マジシャンが苦手とする屋外イベント

マジシャンが苦手とする屋外イベント
私はプロのマジシャンです。色々な現場でマジックショーを行います。様々な現場環境で沢山のお客様に楽しんで頂けるように、研究と練習をくり返しています。

しかし、屋外でマジックショーを行う場合、どんなに研究と練習を繰り返したとしても、苦戦を強いられることが多々あります。これは、他の多くのマジシャンも同じことを言っているので、私に限ったことではありません。

マジックを屋外で演じることが難しい理由

マジックは環境にとても影響されやすいパフォーマンスです。例えば風が強い日は、トランプやハンカチ(シルクという)が飛んでしまったり、テーブルが倒れたりします。

マジックは不思議な現象を起こすため、演技の途中行程も計算にいれてショーを構成しています。

そのため、例えばもしハンカチが飛んでいってしまったら、その中から出るはずであった鳩を出すことができなくなってしまいます。

もし、テーブルが倒れてしまったら、道具が壊れたりセッティングが乱れたりしてしまい、予定していた演技ができなくなってしまいます。

さらに、屋外の場合はお客様に後ろから見られることもよくあります。

これを考慮に入れ、後ろから見られてもタネがバレないマジックを選ぶとなると、どうしてもレパートリーが限られてしまいます。

そのためクライアント様に、「屋内で演じて好評だった演目を屋外でも行なって欲しい」と頼まれても、お応えできない場合があります。

このようにマジックは、屋内で行う場合と比べると、屋外では予測できないアクシデントが起こる可能性があるため、レパートリーが限られてしまいます。

私が苦労した屋外マジックショー

私がマジシャンになったばかりの頃は、経験が少なかったこともあり、屋外でマジックを行う際、とても苦労したのを覚えております。

そのような中でも特に、真夏のマジックショーは本当に大変でした。

マジックはタネを仕込まなければできないので、どうしても衣装が長袖、長ズボンとなってしまいます。そのときは、はあまりの暑さで衣装が汗で体にへばり付き、思い通りに動くことができなくなってしまいました。

さらに、ポケットに入れていたトランプも、汗と湿気で使い物にならなくなり、トランプマジックもできませんでした。

そのため、予定した演技時間より短くなってしまうので、何とか他のマジックを引っ張りながら演じることで、時間を伸ばしました。

また、神社の夏祭りでも想定外のできごとに苦戦させられました。

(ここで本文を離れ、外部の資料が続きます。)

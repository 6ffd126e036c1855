//! Authentication
//!
//! Access tokens carry the user id and a single role. The role decides which
//! [`Actor`] variant the request runs as; ownership checks happen in the
//! domain against the booking's participation.

use chrono::{Duration, Utc};
use jsonwebtoken::errors::ErrorKind as JwtErrorKind;
use jsonwebtoken::{decode, encode, DecodingKey, EncodingKey, Header, Validation};
use serde::{Deserialize, Serialize};
use thiserror::Error;

use core_kernel::UserId;
use domain_payments::Actor;

/// JWT claims
#[derive(Debug, Clone, Serialize, Deserialize)]
pub struct Claims {
    /// Subject (user ID)
    pub sub: String,
    /// One of admin, organizer, tourist, guide
    pub role: String,
    /// Expiration timestamp
    pub exp: i64,
    /// Issued at timestamp
    pub iat: i64,
}

/// Auth errors
#[derive(Debug, Error)]
pub enum AuthError {
    #[error("Invalid token")]
    InvalidToken,
    #[error("Token expired")]
    TokenExpired,
    #[error("Unknown role: {0}")]
    UnknownRole(String),
}

impl Claims {
    /// Resolves the actor the token speaks for
    pub fn actor(&self) -> Result<Actor, AuthError> {
        let user_id: UserId = self.sub.parse().map_err(|_| AuthError::InvalidToken)?;
        Actor::from_role(&self.role, user_id).ok_or_else(|| AuthError::UnknownRole(self.role.clone()))
    }
}

/// Creates a new JWT token
///
/// # Arguments
///
/// * `actor` - The user and role the token is issued for
/// * `secret` - JWT secret key
/// * `expiration_secs` - Token validity in seconds
pub fn create_token(
    actor: &Actor,
    secret: &str,
    expiration_secs: u64,
) -> Result<String, AuthError> {
    let now = Utc::now();
    let exp = now + Duration::seconds(expiration_secs as i64);

    let claims = Claims {
        sub: actor.user_id().as_uuid().to_string(),
        role: actor.role().to_string(),
        exp: exp.timestamp(),
        iat: now.timestamp(),
    };

    encode(
        &Header::default(),
        &claims,
        &EncodingKey::from_secret(secret.as_bytes()),
    )
    .map_err(|_| AuthError::InvalidToken)
}

/// Validates a JWT token
pub fn validate_token(token: &str, secret: &str) -> Result<Claims, AuthError> {
    let token_data = decode::<Claims>(
        token,
        &DecodingKey::from_secret(secret.as_bytes()),
        &Validation::default(),
    )
    .map_err(|e| match e.kind() {
        JwtErrorKind::ExpiredSignature => AuthError::TokenExpired,
        _ => AuthError::InvalidToken,
    })?;

    Ok(token_data.claims)
}

#[cfg(test)]
mod tests {
    use super::*;

    const SECRET: &str = "test-secret";

    #[test]
    fn test_token_round_trip_preserves_actor() {
        let actor = Actor::Organizer(UserId::new());
        let token = create_token(&actor, SECRET, 60).unwrap();

        let claims = validate_token(&token, SECRET).unwrap();

        assert_eq!(claims.role, "organizer");
        assert_eq!(claims.actor().unwrap(), actor);
    }

    #[test]
    fn test_wrong_secret_is_rejected() {
        let token = create_token(&Actor::Admin(UserId::new()), SECRET, 60).unwrap();
        assert!(matches!(
            validate_token(&token, "other-secret"),
            Err(AuthError::InvalidToken)
        ));
    }

    #[test]
    fn test_expired_token_is_reported() {
        let now = Utc::now().timestamp();
        let claims = Claims {
            sub: UserId::new().as_uuid().to_string(),
            role: "tourist".to_string(),
            exp: now - 3600,
            iat: now - 7200,
        };
        let token = encode(
            &Header::default(),
            &claims,
            &EncodingKey::from_secret(SECRET.as_bytes()),
        )
        .unwrap();

        assert!(matches!(validate_token(&token, SECRET), Err(AuthError::TokenExpired)));
    }

    #[test]
    fn test_unknown_role_has_no_actor() {
        let claims = Claims {
            sub: UserId::new().as_uuid().to_string(),
            role: "superuser".to_string(),
            exp: 0,
            iat: 0,
        };
        assert!(matches!(claims.actor(), Err(AuthError::UnknownRole(_))));
    }
}
//! Request and response bodies

pub mod bookings;
pub mod payments;

use rust_decimal::Decimal;
use validator::ValidationError;

/// Rejects zero and negative amounts before they reach the engine
pub(crate) fn positive_amount(amount: &Decimal) -> Result<(), ValidationError> {
    if amount.is_sign_positive() && !amount.is_zero() {
        Ok(())
    } else {
        let mut error = ValidationError::new("positive");
        error.message = Some("must be greater than zero".into());
        Err(error)
    }
}
//! HTTP API Layer
//!
//! This crate provides the REST API for the tour payments core using Axum.
//!
//! # Architecture
//!
//! - **Handlers**: payments, bookings, gateway callbacks, health
//! - **Middleware**: Authentication, tracing, request ids, audit logging
//! - **DTOs**: Request/Response data transfer objects
//! - **Error Handling**: Consistent error responses
//!
//! Authenticated routes live under `/api/v1`. The gateway's notification
//! and checkout redirect endpoints live under `/payments` and take no token.
//!
//! # Example
//!
//! ```rust,ignore
//! use interface_api::create_router;
//!
//! let app = create_router(engine, config);
//! axum::serve(listener, app).await?;
//! ```

pub mod config;
pub mod error;
pub mod middleware;
pub mod handlers;
pub mod dto;
pub mod auth;

use std::sync::Arc;

use axum::{
    http::HeaderName,
    middleware as axum_middleware,
    routing::{get, patch, post},
    Router,
};
use tower_http::cors::{Any, CorsLayer};
use tower_http::request_id::{MakeRequestUuid, PropagateRequestIdLayer, SetRequestIdLayer};
use tower_http::trace::TraceLayer;

use domain_payments::{IpnHandler, ReconciliationEngine};

use crate::config::ApiConfig;
use crate::handlers::{bookings, gateway, health, payments};
use crate::middleware::{audit_middleware, auth_middleware, REQUEST_ID_HEADER};

/// Application state shared across handlers
#[derive(Clone)]
pub struct AppState {
    pub engine: Arc<ReconciliationEngine>,
    pub ipn: Arc<IpnHandler>,
    pub config: ApiConfig,
}

/// Creates the main API router
///
/// # Arguments
///
/// * `engine` - Reconciliation engine wired to a ledger store and gateway
/// * `config` - API configuration
///
/// # Returns
///
/// Configured Axum router with all routes and middleware
pub fn create_router(engine: Arc<ReconciliationEngine>, config: ApiConfig) -> Router {
    let ipn = Arc::new(IpnHandler::new(engine.clone()));
    let state = AppState { engine, ipn, config };

    // Public routes (no auth required)
    let public_routes = Router::new()
        .route("/health", get(health::health_check))
        .route("/health/ready", get(health::readiness_check));

    // Gateway callbacks (no auth; validated against the gateway instead)
    let gateway_routes = Router::new()
        .route("/ipn", get(gateway::ipn_query).post(gateway::ipn_form))
        .route("/success", get(gateway::success_query).post(gateway::success_form));

    // Payment routes
    let payment_routes = Router::new()
        .route("/initiate", post(payments::initiate_payment))
        .route("/cash", post(payments::record_cash_payment))
        .route("/:id", get(payments::get_payment))
        .route("/:id/verify", patch(payments::verify_payment));

    // Booking routes
    let booking_routes = Router::new()
        .route("/", post(bookings::open_booking))
        .route("/:id", get(bookings::get_booking))
        .route("/:id/verify", patch(bookings::verify_booking));

    // Protected API routes
    let api_routes = Router::new()
        .nest("/payments", payment_routes)
        .nest("/bookings", booking_routes)
        .layer(axum_middleware::from_fn(audit_middleware))
        .layer(axum_middleware::from_fn_with_state(state.clone(), auth_middleware));

    let request_id = HeaderName::from_static(REQUEST_ID_HEADER);

    // Combine all routes
    Router::new()
        .merge(public_routes)
        .nest("/payments", gateway_routes)
        .nest("/api/v1", api_routes)
        .layer(TraceLayer::new_for_http())
        .layer(PropagateRequestIdLayer::new(request_id.clone()))
        .layer(SetRequestIdLayer::new(request_id, MakeRequestUuid))
        .layer(
            CorsLayer::new()
                .allow_origin(Any)
                .allow_methods(Any)
                .allow_headers(Any),
        )
        .with_state(state)
}
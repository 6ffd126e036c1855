//! Adapters for the Payments Domain
//!
//! # Available Adapters
//!
//! - **InMemoryLedgerStore**: `LedgerStore` kept in process memory, for tests
//!   and local runs without a database
//! - **SslCommerzGateway**: `PaymentGateway` backed by the SSLCommerz REST API
//! - **ScriptedGateway**: `PaymentGateway` whose answers are set up in advance
//!
//! The PostgreSQL `LedgerStore` lives in `infra_db`.
//!
//! # Usage
//!
//! ```rust,ignore
//! use domain_payments::adapters::{GatewaySettings, InMemoryLedgerStore, SslCommerzGateway};
//!
//! let store: Arc<dyn LedgerStore> = Arc::new(InMemoryLedgerStore::new());
//! let gateway: Arc<dyn PaymentGateway> = Arc::new(SslCommerzGateway::new(settings)?);
//! ```

pub mod memory;
pub mod scripted;
pub mod sslcommerz;

pub use memory::InMemoryLedgerStore;
pub use scripted::ScriptedGateway;
pub use sslcommerz::{GatewaySettings, SslCommerzGateway};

そのときは、出番が夕方からだったので多少は涼しくなっていましたが、その代わり虫に苦労させられました。

蚊に刺されるぐらいなら大した問題ではありません。

しかし、スズメバチなど明らかに危険な虫がステージを飛び交ってしまうと、パフォーマンスに全く集中できなくなってしまいます。

この時は、虫を追い払いながら演じていたので、思い通りのパフォーマンスができませんでした。

このように、屋外でマジックを演じる場合は、想定外のできごとを考慮に入れて演技を構成しても、それを上回る想定外のアクシデントが起こる可能性があるのです。

プロなので、どんな状況でも受けた仕事は行わなければいけません。

しかし、先ほどのようにスズメバチが飛び交う中で仕事をするのは、マジシャンに限らず誰でも実力を発揮することはできないと思います。

今でこそ、屋外でマジックショーを行う際の対策は十分考えていますが、それでも行うたびに何かしら新しい想定外のアクシデントが起こります。

屋外で想定外のアクシデントに悩まされないでマジックショーを行うことは、マジシャンにとって永遠のテーマと言えます。